(Stored dataset items)

⟨

use crate::particles::buffer::ParticleBuffers;

// ── ParticleInstance ────────────────────────────────────────────────────────

/// Per-instance GPU data for one particle quad — the four flat attribute
/// arrays interleaved.  Matches the WGSL `Instance` struct.
#[repr(C)]
#[derive(Copy, Clone, bytemuck::Pod, bytemuck::Zeroable)]
pub struct ParticleInstance {
    pub position: [f32; 3],
    pub color: [f32; 3],
    pub size: f32,
    pub alpha: f32,
}

impl ParticleInstance {
    const ATTRIBS: [wgpu::VertexAttribute; 4] = wgpu::vertex_attr_array![
        0 => Float32x3,  // position
        1 => Float32x3,  // color
        2 => Float32,    // size
        3 => Float32,    // alpha
    ];

    pub fn layout() -> wgpu::VertexBufferLayout<'static> {
        wgpu::VertexBufferLayout {
            array_stride: std::mem::size_of::<ParticleInstance>() as wgpu::BufferAddress,
            step_mode: wgpu::VertexStepMode::Instance,
            attributes: &Self::ATTRIBS,
        }
    }
}

// ── ParticlePass ────────────────────────────────────────────────────────────

/// Point-sprite particle draw: six vertices per instance expanded into a
/// camera-facing quad in the vertex stage, additive blending, depth-tested
/// against the scene but never writing depth.
///
/// The instance buffer is persistent and grows in power-of-two steps (min
/// 256 instances); per-frame uploads overwrite the live prefix, so a steady
/// pool never reallocates.
pub struct ParticlePass {
    pipeline: wgpu::RenderPipeline,
    instance_buffer: Option<wgpu::Buffer>,
    /// Number of ParticleInstance slots the current buffer can hold.
    capacity: u32,
    /// Instances uploaded for this frame.
    count: u32,
    /// Reused CPU staging for the interleave step.
    staging: Vec<ParticleInstance>,
}

impl ParticlePass {
    pub fn new(
        device: &wgpu::Device,
        color_format: wgpu::TextureFormat,
        scene_bind_group_layout: &wgpu::BindGroupLayout,
    ) -> Self {
        let shader = device.create_shader_module(wgpu::ShaderModuleDescriptor {
            label: Some("particle_shader"),
            source: wgpu::ShaderSource::Wgsl(include_str!("shaders/particle.wgsl").into()),
        });

        let pipeline_layout = device.create_pipeline_layout(&wgpu::PipelineLayoutDescriptor {
            label: Some("particle_pipeline_layout"),
            bind_group_layouts: &[scene_bind_group_layout],
            ..Default::default()
        });

        // Additive blending: src·alpha added onto the destination.
        let additive = wgpu::BlendState {
            color: wgpu::BlendComponent {
                src_factor: wgpu::BlendFactor::SrcAlpha,
                dst_factor: wgpu::BlendFactor::One,
                operation: wgpu::BlendOperation::Add,
            },
            alpha: wgpu::BlendComponent {
                src_factor: wgpu::BlendFactor::One,
                dst_factor: wgpu::BlendFactor::One,
                operation: wgpu::BlendOperation::Add,
            },
        };

        let pipeline = device.create_render_pipeline(&wgpu::RenderPipelineDescriptor {
            label: Some("particle_pipeline"),
            layout: Some(&pipeline_layout),
            vertex: wgpu::VertexState {
                module: &shader,
                entry_point: Some("vs_main"),
                buffers: &[ParticleInstance::layout()],
                compilation_options: Default::default(),
            },
            fragment: Some(wgpu::FragmentState {
                module: &shader,
                entry_point: Some("fs_main"),
                targets: &[Some(wgpu::ColorTargetState {
                    format: color_format,
                    blend: Some(additive),
                    write_mask: wgpu::ColorWrites::ALL,
                })],
                compilation_options: Default::default(),
            }),
            primitive: wgpu::PrimitiveState {
                topology: wgpu::PrimitiveTopology::TriangleList,
                ..Default::default()
            },
            depth_stencil: Some(wgpu::DepthStencilState {
                format: wgpu::TextureFormat::Depth32Float,
                depth_write_enabled: false,
                depth_compare: wgpu::CompareFunction::Less,
                stencil: wgpu::StencilState::default(),
                bias: wgpu::DepthBiasState::default(),
            }),
            multisample: wgpu::MultisampleState::default(),
            multiview_mask: None,
            cache: None,
        });

        Self {
            pipeline,
            instance_buffer: None,
            capacity: 0,
            count: 0,
            staging: Vec::new(),
        }
    }

    /// Interleave the four attribute arrays and upload them.  Index `i`
    /// across the arrays refers to the same particle; the builder guarantees
    /// coherent lengths (`3N, 3N, N, N`).
    pub fn upload(&mut self, device: &wgpu::Device, queue: &wgpu::Queue, buffers: &ParticleBuffers) {
        let n = buffers.len();
        let positions = buffers.positions();
        let colors = buffers.colors();
        let sizes = buffers.sizes();
        let alphas = buffers.alphas();

        self.staging.clear();
        self.staging.reserve(n);
        for i in 0..n {
            self.staging.push(ParticleInstance {
                position: [positions[i * 3], positions[i * 3 + 1], positions[i * 3 + 2]],
                color: [colors[i * 3], colors[i * 3 + 1], colors[i * 3 + 2]],
                size: sizes[i],
                alpha: alphas[i],
            });
        }
        self.count = n as u32;

        if n == 0 {
            return;
        }

        if self.count > self.capacity || self.instance_buffer.is_none() {
            // Grow the buffer (next power-of-two, min 256 instances).
            let capacity = self.count.next_power_of_two().max(256);
            self.instance_buffer = Some(device.create_buffer(&wgpu::BufferDescriptor {
                label: Some("particle_instance_buffer"),
                size: capacity as u64 * std::mem::size_of::<ParticleInstance>() as u64,
                usage: wgpu::BufferUsages::VERTEX | wgpu::BufferUsages::COPY_DST,
                mapped_at_creation: false,
            }));
            self.capacity = capacity;
        }

        if let Some(buffer) = &self.instance_buffer {
            queue.write_buffer(buffer, 0, bytemuck::cast_slice(&self.staging));
        }
    }

    /// Record the particle draw into an open render pass.  No-op when the
    /// last upload carried zero instances.
    pub fn draw(&self, pass: &mut wgpu::RenderPass<'_>, scene_bind_group: &wgpu::BindGroup) {
        let Some(buffer) = &self.instance_buffer else {
            return;
        };
        if self.count == 0 {
            return;
        }
        let byte_len = self.count as u64 * std::mem::size_of::<ParticleInstance>() as u64;
        pass.set_pipeline(&self.pipeline);
        pass.set_bind_group(0, scene_bind_group, &[]);
        pass.set_vertex_buffer(0, buffer.slice(..byte_len));
        pass.draw(0..6, 0..self.count);
    }
}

⟩

Exercise brief:
Using the entries above, tally every line that holds the word "TextureFormat". Answer with that number only.

Response to the task:
2